Git Integration for Jira (GIJ) Data Center (DC) and Server 4.0 introduces a new reindexing queue based on using the Jira database. This article provides in-depth details about this queue implementation that may be helpful for Jira administrators.
Every connected repository (except local ones and those using the "Tracked folder" feature) is cloned to a sub-folder in the
data/git-plugin folder inside the shared Jira home.
This cloned repository copy is used for 2 purposes:
The Jira DC nodes scan it and create local Lucene indexes to retrieve commit information quickly.
Integrations are connections to a git service like GitHub, GitLab, etc. Integration indexing consists of the following steps:
The Git server is scanned to retrieve the current list of sub-repositories (repositories inside the integration) based on the Git server credentials provided.
The retrieved list of sub-repositories is compared with the persisted sub-repository list stored in the GIJ plugin.
The persisted sub-repositories that do not exist in the current list retrieved from the Git server are scheduled to be removed.
The new sub-repositories are created and cloned to sub-folders in the
data/git-pluginfolder inside the shared Jira home.
Existing and new sub-repositories are scheduled to be reindexed; integration is indexing — it may add sub-repositories to the indexing queue in any order, which will be processed at a much later time.
Individual repository indexing consists of the following steps:
The repository-related merge/pull requests are retrieved from the Git server and stored in the database.
The cloned copy of the repository is updated from the Git server with the latest data.

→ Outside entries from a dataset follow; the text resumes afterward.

//! Room state read capability.
//!
//! The authorizer and the upgrade walker do not own room state; they read
//! it through this seam. The client implements it over the transport, and
//! tests use the map-backed [`MemoryStateReader`].

use async_trait::async_trait;
use palaver_types::RawEvent;
use std::collections::HashMap;
use std::sync::Mutex;
use thiserror::Error;

/// Errors from the state read capability.
#[derive(Debug, Clone, Error)]
pub enum StateReadError {
    /// The read failed for a reason other than "not present".
    #[error("state read failed: {0}")]
    Read(String),
}

/// Read access to a room's current state events.
#[async_trait]
pub trait StateReader: Send + Sync {
    /// Fetch a state event by room, type and state key.
    ///
    /// `Ok(None)` means the event does not exist or the room is not
    /// readable; errors are reserved for infrastructure failures.
    async fn get_room_state_event(
        &self,
        room_id: &str,
        kind: &str,
        state_key: &str,
    ) -> Result<Option<RawEvent>, StateReadError>;
}

/// Map-backed state reader for tests.
#[derive(Debug, Default)]
pub struct MemoryStateReader {
    events: Mutex<HashMap<(String, String, String), RawEvent>>,
}

impl MemoryStateReader {
    /// Create an empty reader.
    pub fn new() -> Self {
        Self::default()
    }

    /// Insert a state event for a room.
    pub fn insert(&self, room_id: &str, kind: &str, state_key: &str, event: RawEvent) {
        self.events.lock().unwrap().insert(
            (room_id.to_string(), kind.to_string(), state_key.to_string()),
            event,
        );
    }
}

#[async_trait]
impl StateReader for MemoryStateReader {
    async fn get_room_state_event(
        &self,
        room_id: &str,
        kind: &str,
        state_key: &str,
    ) -> Result<Option<RawEvent>, StateReadError> {
        Ok(self
            .events
            .lock()
            .unwrap()
            .get(&(room_id.to_string(), kind.to_string(), state_key.to_string()))
            .cloned())
    }
}

#[cfg(test)]
mod tests {
    use super::*;
    use serde_json::json;

    #[tokio::test]
    async fn returns_inserted_events() {
        let reader = MemoryStateReader::new();
        let event: RawEvent = serde_json::from_value(json!({
            "sender": "@a:x.org",
            "type": "m.room.create",
            "state_key": "",
            "event_id": "$create",
            "content": {"room_version": "10"}
        }))
        .unwrap();
        reader.insert("!a:x.org", "m.room.create", "", event.clone());

        let found = reader
            .get_room_state_event("!a:x.org", "m.room.create", "")
            .await
            .unwrap();
        assert_eq!(found, Some(event));
    }

    #[tokio::test]
    async fn missing_event_is_none() {
        let reader = MemoryStateReader::new();
        let found = reader
            .get_room_state_event("!a:x.org", "m.room.create", "")
            .await
            .unwrap();
        assert!(found.is_none());
    }
}
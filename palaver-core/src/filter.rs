//! Filter reuse decision.
//!
//! A sync filter id is only valid for the definition it was created with.
//! The cached id is reused iff the cached definition equals the desired one
//! by content; any difference (or no cache at all) forces re-creation.

use palaver_types::{CachedFilter, FilterDefinition};

/// The outcome of comparing a cached filter against the desired definition.
#[derive(Debug, Clone, PartialEq, Eq)]
pub enum FilterDecision {
    /// The cached filter id matches the desired definition and can be reused.
    Reuse(String),
    /// A new filter must be registered with the server (and re-cached).
    Create,
}

/// Decide whether a cached filter can serve the desired definition.
pub fn filter_decision(
    cached: Option<&CachedFilter>,
    desired: &FilterDefinition,
) -> FilterDecision {
    match cached {
        Some(filter) if &filter.definition == desired => FilterDecision::Reuse(filter.id.clone()),
        _ => FilterDecision::Create,
    }
}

The local Lucene indexes are updated on all Jira nodes.
The local Lucene index update scans all branches and traverses all commits in them. There are a couple of optimizations to avoid all branches scanning every time:
New branches are scanned starting from the base branch (usually the ‘master’ or ‘main’ branch).
The existing branches are scanned from the last branch commit (if it still exists) stored during the previous indexing.
The initial indexing of large repositories can take several hours. Subsequent indexing of repositories is generally very fast (seconds). The amount of time required for indexing depends on the number of branches and commits in the repository.
The "Reset index" functionality ( Actions ➜ Reset index) is used to re-create or repair the repository Lucene index and causes the GIJ plugin to re-read all commits from all repository branches (like the initial indexing does).
Reindexing queue: Operations
The reindexing queue is used to perform the following operations on repositories:
Git Garbage Collection (GC).
Git GC is called only on a scheduled basis (please see the "Garbage collection and Revision validation checkers" option in the plugin "General settings").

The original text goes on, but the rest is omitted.